Basic building box of CalDOM is just native Node/Element. Thus, making it compatible with almost any DOM library on the web.
CalDOM does not dictate your coding style or approach. It's super flexible & scalable from a single element to large nested implementations.
CalDOM renders a virtual-DOM and efficiently updates only changed elements in the actual DOM.
Multiple renders are batched to only run once.
CalDOM plays nicely with nested reusable reactive components and takes care of all DOM updates efficiently.
No matter how deeply nested, components only get re-rendered if their state is changed.
You can use a library like JS-DOM to implement a browser context on the server.
const { JSDOM } = require("jsdom");
//Set window in the global scope
window = new JSDOM().window;
const _ = require("caldom");
class ServerApp extends _.Component{
constructor(){
super();
this.react( { msg: "" } );
}
render(state){
return _("+p", state.msg)
.css("color", "#199646")
}
}
let app = new ServerApp();
_("body", app);
app.react( { msg: "Hello from NodeJS " + process.version } );
//Saving generated HTML by the component to a file
require("fs").writeFileSync(
"static_content.html",
window.document.body.innerHTML
);
Fetching and rendering content generated in the server.
Multiple element instances, built-in XPath support & there is much more packed in this tiny 3KB (min.gzip) library.
Check out caldom.org
Please note that I did not use classes to keep the examples simple without HTML & CSS. But in practice, always prefer using external CSS over directly setting CSS on elements due to obvious reasons. CalDOM has addClass(), removeClass() methods to facilitate this.
<script src="https://unpkg.com/caldom"></script>
CalDOM is not attaching anything to the global environment when used as a module.
npm install caldom
//CalDOM also runs on Node JS with js-dom
const _ = require('caldom');
//RequireJS
requirejs( ["caldom"], function(_){} );
//ES6 Module
import _ from "./dist/caldom.min.mjs.js";
It's great if you could contribute to the project. It's open-source (MIT licenced) & available on GitHub.
- Performance, being agnostic(interoperability with native DOM) & minimalism is prioritized above all.
- The richness in short-hand methods and features is secondary.
- Supporting legacy browsers is not a priority.
-
Implement tests- Need to expand the variety of tests to different use cases. (Currently, it's biased towards my personal coding style).
- A beginner-friendly documentation/guide. Current one is too technical.
- Implement helpful debug outputs for the development version.
- Thorough browser version tests.
- Further optimize virtual DOM diffing algorithm. See benchmark here
- The diffing algorithm is just 140+ lines of code.
- I believe there is so much room for improvement if some bright minds look at it from a fresh angle.
- Need to benchmark bigger implementations.
That’s all the technical stuff.

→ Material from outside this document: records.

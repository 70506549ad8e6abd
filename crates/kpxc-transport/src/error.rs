// ============================================
// File: crates/kpxc-transport/src/error.rs
// ============================================
//! # Transport Error Types
//!
//! ## Creation Reason
//! Errors of the byte-stream layer: connecting to the KeePassXC socket,
//! moving frames in and out, and waiting for them.
//!
//! ## Error Categories
//! 1. **Connection Errors**: connect failed, not connected, peer closed
//! 2. **I/O Errors**: send/receive failures, oversized frames
//! 3. **Timing**: a receive deadline elapsed
//! 4. **Configuration Errors**: unusable addresses or limits
//!
//! ## ⚠️ Important Note for Next Developer
//! - A timeout is reported, never retried here; the caller decides
//! - `ConnectionClosed` means EOF, the session is over
//!
//! ## Last Modified
//! v0.1.0 - Initial error definitions

use std::io;
use std::time::Duration;

use thiserror::Error;

// ============================================
// Result Type Alias
// ============================================

/// Result type for transport operations.
pub type Result<T> = std::result::Result<T, TransportError>;

// ============================================
// TransportError
// ============================================

/// Transport layer error types.
#[derive(Error, Debug)]
pub enum TransportError {
    // ========================================
    // Connection Errors
    // ========================================

    /// Could not reach the endpoint.
    #[error("Failed to connect to {address}: {reason}")]
    ConnectFailed {
        /// Endpoint we tried to reach
        address: String,
        /// Why connecting failed
        reason: String,
    },

    /// No connection has been established (or it was closed).
    #[error("Connection not established")]
    NotConnected,

    /// The peer closed the stream.
    #[error("Connection closed by peer")]
    ConnectionClosed,

    // ========================================
    // I/O Errors
    // ========================================

    /// Send operation failed.
    #[error("Failed to send: {reason}")]
    SendFailed {
        /// Why send failed
        reason: String,
    },

    /// Receive operation failed.
    #[error("Failed to receive: {reason}")]
    ReceiveFailed {
        /// Why receive failed
        reason: String,
    },

    /// A frame announced more bytes than the receive limit.
    #[error("Frame of {size} bytes exceeds limit of {max} bytes")]
    FrameTooLarge {
        /// Announced size
        size: usize,
        /// Receive limit
        max: usize,
    },

    /// Operation timed out.
    #[error("Operation timed out after {duration_ms} ms: {operation}")]
    Timeout {
        /// What operation timed out
        operation: String,
        /// The deadline that elapsed
        duration_ms: u64,
    },

    // ========================================
    // Configuration Errors
    // ========================================

    /// Invalid configuration.
    #[error("Invalid configuration: {field} - {reason}")]
    InvalidConfig {
        /// Configuration field name
        field: String,
        /// Why it's invalid
        reason: String,
    },

    // ========================================
    // Wrapped Errors
    // ========================================

    /// I/O error from the system.
    #[error("I/O error: {context}")]
    Io {
        /// What was happening when the error occurred
        context: String,
        /// Underlying I/O error
        #[source]
        source: io::Error,
    },
}

impl TransportError {
    // ========================================
    // Convenience Constructors
    // ========================================

    /// Creates a `ConnectFailed` error.
    pub fn connect_failed(address: impl Into<String>, reason: impl ToString) -> Self {
        Self::ConnectFailed {
            address: address.into(),
            reason: reason.to_string(),
        }
    }

    /// Creates a `Timeout` error.
    pub fn timeout(operation: impl Into<String>, duration: Duration) -> Self {
        Self::Timeout {
            operation: operation.into(),
            duration_ms: u64::try_from(duration.as_millis()).unwrap_or(u64::MAX),
        }
    }

    /// Creates an `Io` error with context.
    pub fn io(context: impl Into<String>, source: io::Error) -> Self {
        Self::Io {
            context: context.into(),
            source,
        }
    }

    /// Creates an `InvalidConfig` error.
    pub fn invalid_config(field: impl Into<String>, reason: impl Into<String>) -> Self {
        Self::InvalidConfig {
            field: field.into(),
            reason: reason.into(),
        }
    }

    // ========================================
    // Error Classification
    // ========================================

    /// Returns `true` if this error is transient and the caller may retry.
    #[must_use]
    pub fn is_retryable(&self) -> bool {
        match self {
            Self::Timeout { .. } => true,
            Self::Io { source, .. } => matches!(
                source.kind(),
                io::ErrorKind::WouldBlock | io::ErrorKind::Interrupted | io::ErrorKind::TimedOut
            ),
            _ => false,
        }
    }

    /// Returns `true` if a receive deadline elapsed.
    #[must_use]
    pub const fn is_timeout(&self) -> bool {
        matches!(self, Self::Timeout { .. })
    }

    /// Returns `true` if the stream is gone for good.
    #[must_use]
    pub fn is_closed(&self) -> bool {
        match self {
            Self::ConnectionClosed | Self::NotConnected => true,
            Self::Io { source, .. } => matches!(
                source.kind(),
                io::ErrorKind::UnexpectedEof
                    | io::ErrorKind::BrokenPipe
                    | io::ErrorKind::ConnectionReset
            ),
            _ => false,
        }
    }
}

// ============================================
// Error Conversions
// ============================================

impl From<io::Error> for TransportError {
    fn from(err: io::Error) -> Self {
        Self::Io {
            context: "unspecified I/O operation".into(),
            source: err,
        }
    }
}

// ============================================
// Tests
// ============================================
/// `get-database-groups` response.
#[derive(Debug, Clone, Default, PartialEq, Serialize, Deserialize)]
pub struct GetDatabaseGroupsResponse {
    /// Status fields.
    #[serde(flatten)]
    pub status: ResponseStatus,
    /// Name of the default group for new entries.
    #[serde(rename = "defaultGroup", default, skip_serializing_if = "Option::is_none")]
    pub default_group: Option<String>,
    /// Whether the default group is always used.
    #[serde(
        rename = "defaultGroupAlwaysAllow",
        default,
        deserialize_with = "lenient::boolean",
        skip_serializing_if = "Option::is_none"
    )]
    pub default_group_always_allow: Option<bool>,
    /// Group tree.
    #[serde(default)]
    pub groups: GroupTree,
    /// Unmodeled fields.
    #[serde(flatten)]
    pub extra: Map<String, Value>,
}

/// `create-new-group` response.
#[derive(Debug, Clone, Default, PartialEq, Serialize, Deserialize)]
pub struct CreateNewGroupResponse {
    /// Status fields.
    #[serde(flatten)]
    pub status: ResponseStatus,
    /// Name of the created (or existing) group.
    #[serde(default, skip_serializing_if = "Option::is_none")]
    pub name: Option<String>,
    /// Its uuid.
    #[serde(default, skip_serializing_if = "Option::is_none")]
    pub uuid: Option<String>,
    /// Unmodeled fields.
    #[serde(flatten)]
    pub extra: Map<String, Value>,
}

/// `get-totp` response.
#[derive(Debug, Clone, Default, PartialEq, Serialize, Deserialize)]
pub struct GetTotpResponse {
    /// Status fields.
    #[serde(flatten)]
    pub status: ResponseStatus,
    /// Current TOTP code.
    #[serde(default, skip_serializing_if = "Option::is_none")]
    pub totp: Option<String>,
    /// Unmodeled fields.
    #[serde(flatten)]
    pub extra: Map<String, Value>,
}
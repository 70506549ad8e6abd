// ============================================
// File: crates/kpxc-common/src/lib.rs
// ============================================
//! # KPXC Common - Shared Utilities Library
//!
//! ## Creation Reason
//! Provides the small set of identifier types and error definitions that
//! every other crate of the KeePassXC browser protocol stack relies on.
//!
//! ## Main Functionality
//! - [`types`]: Clear-text identifiers carried on the wire (`ClientId`, `RequestId`)
//! - [`error`]: Common error types and result aliases
//!
//! ## Architecture Position
//! ```text
//! ┌─────────────────────────────────────────────────────┐
//! │                kpxc-browser                         │
//! │                    │                                │
//! │         ┌──────────┴──────────┐                    │
//! │         ▼                     ▼                    │
//! │     kpxc-core          kpxc-transport              │
//! │         │                     │                    │
//! │         └──────────┬──────────┘                    │
//! │                    ▼                               │
//! │              kpxc-common  ◄── You are here         │
//! └─────────────────────────────────────────────────────┘
//! ```
//!
//! ## ⚠️ Important Note for Next Developer
//! - This crate is the foundation - changes affect everything
//! - Nothing secret lives here; key material belongs to `kpxc-core`
//!
//! ## Last Modified
//! v0.1.0 - Initial implementation

#![warn(missing_docs)]
#![warn(clippy::all)]
#![warn(clippy::pedantic)]
#![allow(clippy::module_name_repetitions)]

pub mod error;
pub mod types;

pub use error::{CommonError, Result};
pub use types::{ClientId, RequestId};
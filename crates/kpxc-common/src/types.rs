// ============================================
// File: crates/kpxc-common/src/types.rs
// ============================================
//! # Core Type Definitions
//!
//! ## Creation Reason
//! Identifiers that travel in clear text in every envelope. They carry no
//! security weight, the peer only uses them for logging and routing.
//!
//! ## Main Functionality
//! - `ClientId`: Per-process client identifier (`clientID` field)
//! - `RequestId`: Correlation id for long-running actions (`requestID` field)
//!
//! ## ⚠️ Important Note for Next Developer
//! - Both serialize as plain JSON strings, keep it that way for wire compatibility
//! - Random generation takes the caller's rng so tests stay deterministic
//!
//! ## Last Modified
//! v0.1.0 - Initial identifier types

use std::fmt;
use std::str::FromStr;

use base64::{engine::general_purpose::STANDARD as BASE64, Engine};
use rand::RngCore;
use serde::{Deserialize, Serialize};

use crate::error::CommonError;

// ============================================
// Constants
// ============================================

/// Number of random bytes behind a generated `ClientId`.
pub const CLIENT_ID_RANDOM_BYTES: usize = 24;

// ============================================
// ClientId
// ============================================

/// Clear-text identifier of a protocol client.
///
/// # Wire Format
/// Sent as the `clientID` string of every request envelope. A generated id
/// is the standard base64 encoding of 24 random bytes.
///
/// # Example
/// ```
/// use kpxc_common::types::ClientId;
/// use rand::SeedableRng;
///
/// let mut rng = rand::rngs::StdRng::seed_from_u64(7);
/// let id = ClientId::generate(&mut rng);
/// assert_eq!(id.as_str().len(), 32);
///
/// let named: ClientId = "my-client".parse().unwrap();
/// assert_eq!(named.to_string(), "my-client");
/// ```
#[derive(Clone, PartialEq, Eq, Hash, Serialize, Deserialize)]
#[serde(transparent)]
pub struct ClientId(String);

impl ClientId {
    /// Generates a random client id from the given source.
    #[must_use]
    pub fn generate<R: RngCore + ?Sized>(rng: &mut R) -> Self {
        let mut bytes = [0u8; CLIENT_ID_RANDOM_BYTES];
        rng.fill_bytes(&mut bytes);
        Self(BASE64.encode(bytes))
    }

    /// Returns the id as sent on the wire.
    #[must_use]
    pub fn as_str(&self) -> &str {
        &self.0
    }
}

impl fmt::Debug for ClientId {
    fn fmt(&self, f: &mut fmt::Formatter<'_>) -> fmt::Result {
        write!(f, "ClientId({})", self.0)
    }
}

impl fmt::Display for ClientId {
    fn fmt(&self, f: &mut fmt::Formatter<'_>) -> fmt::Result {
        f.write_str(&self.0)
    }
}

impl FromStr for ClientId {
    type Err = CommonError;

    fn from_str(s: &str) -> Result<Self, Self::Err> {
        if s.trim().is_empty() {
            return Err(CommonError::invalid_input("client_id", "cannot be empty"));
        }
        Ok(Self(s.to_string()))
    }
}

// ============================================
// RequestId
// ============================================

/// Correlation id attached to requests that may outlive the default timeout.
///
/// `generate-password` is answered only after user interaction, so the
/// request carries one of these alongside the nonce.
#[derive(Debug, Clone, PartialEq, Eq, Hash, Serialize, Deserialize)]
#[serde(transparent)]
pub struct RequestId(String);

impl RequestId {
    /// Generates a random eight digit request id.
    #[must_use]
    pub fn generate<R: RngCore + ?Sized>(rng: &mut R) -> Self {
        Self(format!("{:08}", rng.next_u32() % 100_000_000))
    }

    /// Returns the id as sent on the wire.
    #[must_use]
    pub fn as_str(&self) -> &str {
        &self.0
    }
}

impl fmt::Display for RequestId {
    fn fmt(&self, f: &mut fmt::Formatter<'_>) -> fmt::Result {
        f.write_str(&self.0)
    }
}

impl From<String> for RequestId {
    fn from(value: String) -> Self {
        Self(value)
    }
}

// ============================================
// Tests
// ============================================
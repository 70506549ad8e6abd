// ============================================
// File: crates/kpxc-browser/src/server.rs
// ============================================
//! # Proxy Server Loop
//!
//! ## Creation Reason
//! Native messaging hosts speak to the browser over a framed stream. This
//! loop reads one request at a time from that stream, hands it to a
//! [`RequestHandler`] and writes the reply back.
//!
//! ## Main Functionality
//! - `Server`: downstream connection plus a handler
//! - `serve`: the request loop until the browser side closes
//! - `run`: `serve` raced against Ctrl+C
//!
//! ## Server Loop
//! ```text
//! ┌──────────────────────────────────────────────────────────────┐
//! │                          Main Loop                           │
//! │                                                              │
//! │   receive(idle timeout) ──timeout──► loop                    │
//! │          │              ──closed───► stop                    │
//! │          ▼                                                   │
//! │   handler.handle ──error──► log, count ──handler closed──► stop
//! │          │                                                   │
//! │          ▼                                                   │
//! │   send(reply)                                                │
//! │                                                              │
//! │   any exit ──► handler.close (upstream leg)                  │
//! └──────────────────────────────────────────────────────────────┘
//! ```
//!
//! ## ⚠️ Important Note for Next Developer
//! - A failed request gets no reply; the browser side times out on it
//! - Strictly sequential: the protocol has one request in flight
//! - The upstream leg never outlives the browser side
//!
//! ## Last Modified
//! v0.1.0 - Initial server loop

use std::time::Duration;

use tracing::{debug, error, info, trace};

use kpxc_core::protocol::BUF_SIZE;
use kpxc_transport::Connection;

use crate::error::Result;
use crate::handlers::RequestHandler;

/// Default idle receive timeout.
pub const DEFAULT_IDLE_TIMEOUT: Duration = Duration::from_secs(30);

/// Counters reported when the loop ends.
#[derive(Debug, Clone, Copy, Default, PartialEq, Eq)]
pub struct ServeStats {
    /// Requests read from the browser side.
    pub requests: u64,
    /// Requests the handler failed.
    pub failures: u64,
}

/// Request loop between a browser-side connection and a handler.
///
/// # Lifecycle
/// 1. Create with `Server::new(downstream, handler)`
/// 2. Run with `server.run().await` (or `serve` without signal handling)
/// 3. Stops when the browser side closes, the handler closes, or Ctrl+C
pub struct Server<D, H> {
    downstream: D,
    handler: H,
    idle_timeout: Option<Duration>,
    max_message_size: usize,
}

impl<D: Connection, H: RequestHandler> Server<D, H> {
    /// Creates a server with default limits.
    pub fn new(downstream: D, handler: H) -> Self {
        Self {
            downstream,
            handler,
            idle_timeout: Some(DEFAULT_IDLE_TIMEOUT),
            max_message_size: BUF_SIZE,
        }
    }

    /// Sets the idle receive timeout and the largest accepted request.
    #[must_use]
    pub fn with_limits(mut self, idle_timeout: Option<Duration>, max_message_size: usize) -> Self {
        self.idle_timeout = idle_timeout;
        self.max_message_size = max_message_size;
        self
    }

    /// The request handler.
    pub const fn handler(&self) -> &H {
        &self.handler
    }

    /// Serves requests until the browser side closes, then closes the
    /// handler's upstream leg.
    ///
    /// # Errors
    /// The handler's error once the handler reports itself closed, or a
    /// transport error other than timeout/close on the browser side.
    pub async fn serve(&mut self) -> Result<ServeStats> {
        let outcome = self.serve_requests().await;
        self.handler.close().await;
        outcome
    }

    async fn serve_requests(&mut self) -> Result<ServeStats> {
        let mut stats = ServeStats::default();

        loop {
            let request = match self
                .downstream
                .receive(self.max_message_size, self.idle_timeout)
                .await
            {
                Ok(request) => request,
                Err(e) if e.is_timeout() => {
                    trace!("Idle, still waiting");
                    continue;
                }
                Err(e) if e.is_closed() => {
                    info!("Browser side closed");
                    break;
                }
                Err(e) => return Err(e.into()),
            };
            stats.requests += 1;

            match self.handler.handle(&request).await {
                Ok(reply) => {
                    if let Err(e) = self.downstream.send(&reply).await {
                        if e.is_closed() {
                            info!("Browser side closed before reply");
                            break;
                        }
                        return Err(e.into());
                    }
                    debug!(request = request.len(), reply = reply.len(), "Request served");
                }
                Err(e) => {
                    stats.failures += 1;
                    error!(error = %e, "Request failed");
                    if self.handler.is_closed() {
                        return Err(e);
                    }
                }
            }
        }

        info!(requests = stats.requests, failures = stats.failures, "Server loop finished");
        Ok(stats)
    }

    /// Serves until the browser side closes or Ctrl+C, then closes both
    /// legs.
    ///
    /// # Errors
    /// See [`Self::serve`].
    pub async fn run(mut self) -> Result<ServeStats> {
        info!("Proxy started");
        let outcome = tokio::select! {
            result = self.serve_requests() => result,
            _ = tokio::signal::ctrl_c() => {
                info!("Received Ctrl+C, shutting down...");
                Ok(ServeStats::default())
            }
        };

        self.handler.close().await;
        if let Err(e) = self.downstream.close().await {
            debug!(error = %e, "Browser-side close failed");
        }
        info!("Proxy shutdown complete");
        outcome
    }
}
// ============================================
// File: crates/kpxc-browser/src/handlers/mod.rs
// ============================================
//! # Request Handlers
//!
//! ## Creation Reason
//! The proxy server reads raw frames from the browser side and needs one
//! answer per frame. How that answer is produced depends on the mode.
//!
//! ## Main Functionality
//!
//! ### Submodules
//! - [`proxy`]: forwards bytes unchanged
//! - [`mitm`]: terminates both encrypted legs and re-seals every payload
//!
//! ## Handler Architecture
//! ```text
//! ┌──────────────────────────────────────────────────────────────┐
//! │                         Handlers                             │
//! ├──────────────────────────────────────────────────────────────┤
//! │                                                              │
//! │  ┌────────────────────┐        ┌──────────────────────────┐  │
//! │  │ PassthroughHandler │        │ Interceptor              │  │
//! │  │                    │        │                          │  │
//! │  │ - send raw         │        │ - swap public keys       │  │
//! │  │ - receive reply    │        │ - open, hook, re-seal    │  │
//! │  │                    │        │ - remap nonces per leg   │  │
//! │  └────────────────────┘        └──────────────────────────┘  │
//! │                                                              │
//! └──────────────────────────────────────────────────────────────┘
//! ```
//!
//! ## ⚠️ Important Note for Next Developer
//! - One request in flight per handler; the server loop is sequential
//! - `is_closed` tells the server loop to stop after an error
//! - `close` runs on every server exit; no upstream leg outlives the browser side
//!
//! ## Last Modified
//! v0.1.0 - Initial handlers structure

use async_trait::async_trait;

use crate::error::Result;

pub mod mitm;
pub mod proxy;

pub use mitm::Interceptor;
pub use proxy::PassthroughHandler;

/// Turns one request frame from the browser side into one reply frame.
#[async_trait]
pub trait RequestHandler: Send {
    /// Produces the reply to `request`.
    ///
    /// # Errors
    /// Anything that prevents a reply; the server logs it and carries on
    /// unless [`Self::is_closed`] is now true.
    async fn handle(&mut self, request: &[u8]) -> Result<Vec<u8>>;

    /// Whether the handler can no longer serve requests.
    fn is_closed(&self) -> bool {
        false
    }

    /// Releases the upstream connection. Must be idempotent.
    async fn close(&mut self);
}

Phew! :)
This is the first time I’m publishing something like this. This was a simple jQuery alternative I made myself years ago & kept on improving it slowly. Worked really hard during the last few months to add reactivity and get it to this level.
Please let me know what you think. What’s bad, what’s good and your suggestions to improve it.
I honestly don’t know where this will lead. Probably all of this is just for nothing. The world has enough UI libraries already. Duh!. I decided to make my own mini jQuery years ago because I wanted a lightweight library. Also, I wanted to stay close to the native DOM API & vanilla JavaScript. Looking back, it paid really well. Then React & Vue JS happened.
In my opinion, the reactive UI approach bought a huge productivity improvement from the perspective of the developer. Also, it enabled a lot of beginner developers to navigate the programming landscape more easily.
However, this shift also moved people away from the core stuff that’s happening under the hood. As a result, sometimes we have to struggle a lot to find solutions within the library’s limits, which are sometimes hilariously dead simple & performant to implement with native APIs.
CalDOM tries to solve this by being 100% interoperable with the native DOM. I hope this will be helpful for developers with similar requirements.